Ana: Y yo iré sin ninguna gana. ¡Ah, si quisiera Dios que el cerco redondo de metal dorado que debe ceñir mi frente fuera acera al rojo, para cauterizarme hasta los sesos! Me ungirán con veneno mortal, y moriré antes que nadie pueda decir: "¡Dios salve a la Reina!"

Isabel: Ve, ve, pobrecilla; no envidio tu gloria; no te deseo ningún daño para alimentar mi humor.

Ana: ¡No! ¿Por qué? Cuando el que es hoy mi marido se me acercó, mientras yo seguía el cadáver de Enrique; cuando apenas me había acabado de lavar de las manos la sangre que salía de aquel ángel de mi otro marido, ese santo muerto que yo seguía llorando; ah, se fue: "¡Sé maldito, por hacerme, aún tan joven, una viuda maldita! ¡Y cuando te cases, que la tristeza acose tu lecho; y que tu esposa, si alguien es tan loca como para serlo, tenga más miseria con tu vida que la que me has dado con la muerte de mi amado señor!" Y mira, antes que pudiera repetir esa maldición, aun en tan poco tiempo, mi corazón de mujer se dejó cautivar torpemente por sus palabras de miel, y resultó ser la víctima de la maldición de mi propia alma, que desde entonces ha alejado siempre el descanso de mis ojos; pues, jamás, ni una sola hora, he disfrutado en su cama del dorado rocío del sueño, sin que me despertaran terribles pesadillas. Además, me odia por mi padre Warwick: y, sin duda, quiere suprimirme pronto.
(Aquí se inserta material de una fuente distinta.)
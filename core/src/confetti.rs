//! Confetti particle field
//!
//! [`ParticleEffect`] is what the sequencer talks to: an on/off switch plus
//! the canvas size. [`ConfettiField`] is the simulation behind the web card's
//! canvas. While active it keeps the field full, recycling pieces that fall
//! off the bottom; deactivating it clears the field at once.

use birthday_types::{Color, Viewport};

/// Particle renderer driven by the sequencer.
pub trait ParticleEffect {
    fn set_active(&mut self, active: bool);
    fn resize(&mut self, viewport: Viewport);
}

/// Pieces kept in the field while active
pub const DEFAULT_PARTICLE_COUNT: usize = 200;

/// Downward acceleration (px/s²)
const GRAVITY: f32 = 240.0;
/// Fall speed cap (px/s)
const TERMINAL_VELOCITY: f32 = 320.0;
/// Horizontal speed range at spawn (px/s)
const DRIFT: f32 = 90.0;

/// One confetti piece
#[derive(Debug, Clone, Copy, PartialEq)]
pub struct Particle {
    pub x: f32,
    pub y: f32,
    pub vx: f32,
    pub vy: f32,
    /// Rotation in radians
    pub angle: f32,
    /// Angular velocity (rad/s)
    pub spin: f32,
    pub width: f32,
    pub height: f32,
    pub color: Color,
}

/// Seedable confetti simulation.
#[derive(Debug, Clone)]
pub struct ConfettiField {
    particles: Vec<Particle>,
    palette: Vec<Color>,
    viewport: Viewport,
    active: bool,
    particle_count: usize,
    rng: fastrand::Rng,
}

impl ConfettiField {
    /// Create an inactive, empty field drawing colors from `palette`.
    pub fn new(palette: Vec<Color>, seed: u64) -> Self {
        Self {
            particles: Vec::new(),
            palette,
            viewport: Viewport::default(),
            active: false,
            particle_count: DEFAULT_PARTICLE_COUNT,
            rng: fastrand::Rng::with_seed(seed),
        }
    }

    pub fn with_particle_count(mut self, count: usize) -> Self {
        self.particle_count = count;
        self
    }

    pub fn particles(&self) -> &[Particle] {
        &self.particles
    }

    pub fn viewport(&self) -> Viewport {
        self.viewport
    }

    pub fn is_active(&self) -> bool {
        self.active
    }

    /// True while the field is inactive and empty.
    pub fn is_settled(&self) -> bool {
        !self.active && self.particles.is_empty()
    }

    /// Advance the simulation by `dt` seconds.
    pub fn step(&mut self, dt: f32) {
        if !self.active || self.viewport.is_empty() {
            return;
        }

        let width = self.viewport.width as f32;
        let height = self.viewport.height as f32;

        while self.particles.len() < self.particle_count {
            // Stagger new pieces above the top edge so they arrive gradually
            let y = -self.rng.f32() * height;
            let piece = self.spawn(width, y);
            self.particles.push(piece);
        }

        for piece in &mut self.particles {
            piece.vy = (piece.vy + GRAVITY * dt).min(TERMINAL_VELOCITY);
            piece.x += piece.vx * dt;
            piece.y += piece.vy * dt;
            piece.angle += piece.spin * dt;
        }

        for i in 0..self.particles.len() {
            let piece = self.particles[i];
            let off_screen = piece.y - piece.height > height
                || piece.x + piece.width < 0.0
                || piece.x - piece.width > width;

            if off_screen {
                self.particles[i] = self.spawn(width, -piece.height);
            }
        }
    }

    fn spawn(&mut self, width: f32, y: f32) -> Particle {
        let color = if self.palette.is_empty() {
            [255, 255, 255, 255]
        } else {
            self.palette[self.rng.usize(0..self.palette.len())]
        };

        Particle {
            x: self.rng.f32() * width,
            y,
            vx: (self.rng.f32() * 2.0 - 1.0) * DRIFT,
            vy: self.rng.f32() * 60.0,
            angle: self.rng.f32() * std::f32::consts::TAU,
            spin: (self.rng.f32() * 2.0 - 1.0) * 6.0,
            width: 5.0 + self.rng.f32() * 15.0,
            height: 5.0 + self.rng.f32() * 5.0,
            color,
        }
    }
}

impl ParticleEffect for ConfettiField {
    fn set_active(&mut self, active: bool) {
        if self.active != active {
            tracing::debug!(active, "Confetti toggled");
        }
        self.active = active;
        if !active {
            self.particles.clear();
        }
    }

    fn resize(&mut self, viewport: Viewport) {
        self.viewport = viewport;
    }
}

#[cfg(test)]
mod tests {
    use super::*;

    const PALETTE: [Color; 3] = [[255, 0, 0, 255], [0, 255, 0, 255], [0, 0, 255, 255]];

    fn field() -> ConfettiField {
        let mut field = ConfettiField::new(PALETTE.to_vec(), 7).with_particle_count(50);
        field.resize(Viewport::new(800.0, 600.0));
        field
    }

    #[test]
    fn inactive_field_spawns_nothing() {
        let mut field = field();
        field.step(0.016);
        assert!(field.particles().is_empty());
        assert!(field.is_settled());
    }

    #[test]
    fn active_field_fills_to_count() {
        let mut field = field();
        field.set_active(true);
        field.step(0.016);
        assert_eq!(field.particles().len(), 50);

        // Recycling keeps the count stable over a long run
        for _ in 0..600 {
            field.step(0.016);
        }
        assert_eq!(field.particles().len(), 50);
        assert!(!field.is_settled());
    }

    #[test]
    fn pieces_use_palette_colors() {
        let mut field = field();
        field.set_active(true);
        field.step(0.016);
        assert!(field.particles().iter().all(|p| PALETTE.contains(&p.color)));
    }

    #[test]
    fn deactivated_field_clears_at_once() {
        let mut field = field();
        field.set_active(true);
        for _ in 0..120 {
            field.step(0.016);
        }
        assert_eq!(field.particles().len(), 50);

        field.set_active(false);
        assert!(field.is_settled());
        assert!(field.particles().is_empty());

        // Nothing comes back until the field is switched on again
        field.step(0.016);
        assert!(field.particles().is_empty());

        field.set_active(true);
        field.step(0.016);
        assert_eq!(field.particles().len(), 50);
    }

    #[test]
    fn empty_viewport_is_a_no_op() {
        let mut field = ConfettiField::new(PALETTE.to_vec(), 1);
        field.set_active(true);
        field.step(0.016);
        assert!(field.particles().is_empty());
        assert!(field.is_active());
    }

    #[test]
    fn same_seed_same_field() {
        let mut a = field();
        let mut b = field();
        a.set_active(true);
        b.set_active(true);
        for _ in 0..10 {
            a.step(0.016);
            b.step(0.016);
        }
        assert_eq!(a.particles(), b.particles());
    }
}
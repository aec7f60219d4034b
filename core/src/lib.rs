pub mod audio;
pub mod clock;
pub mod confetti;
pub mod config;
pub mod error;
pub mod presentation;
pub mod sequencer;
pub mod sounds;

#[cfg(not(target_arch = "wasm32"))]
pub mod driver;

// Re-exports for convenience
pub use audio::{AudioEvent, AudioPlayer, ChannelAudio, PlaybackId, create_audio_channel};
pub use birthday_types::{CardConfig, CardText, Color, Millis, SoundId, Viewport};
pub use clock::VirtualClock;
pub use confetti::{ConfettiField, Particle, ParticleEffect};
pub use config::{CardSettings, MUTED_COLOR, Palette, color_to_hex, load_card_config};
pub use error::{CardError, ConfigError};
pub use presentation::{ItemView, balloon_views, candle_views};
pub use sequencer::{Phase, RevealTiming, Sequencer, SequencerState};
Isabel: ¡Adiós, pobre corazón! Compadezco tus penas.

Ana: No más de lo que yo lamento las tuyas desde mi alma.

Dorset: ¡Adiós, tú que recibes la gloria con pena!

Duquesa: (A Dorset) Vete a Richmond, y que la buena suerte te acompañe. (A Ana) Vete con Ricardo y que los ángeles buenos te ayuden. (A Isabel) Ve a ponerte en sagrado, y que los buenos pensamientos te llenen. ¡Yo, a mi tumba, donde la paz y el descanso yazgan conmigo! Más de ochenta años de tristeza he visto, y cada hora de gozo, destruida por una semana de dolor.

Isabel: Espera aún, vuelve conmigo la mirada hacia la Torre. ¡Viejas piedras, tened piedad de esos tiernos niños a quienes el odio ha emparedado entre vuestros muros! Dura cuna para tan lindos niñitos; dura nodriza áspera, vieja y malhumorada compañera de juegos para príncipes tiernos, ¡trata bien a mis niños! Así la necia tristeza se despide de vuestras piedras.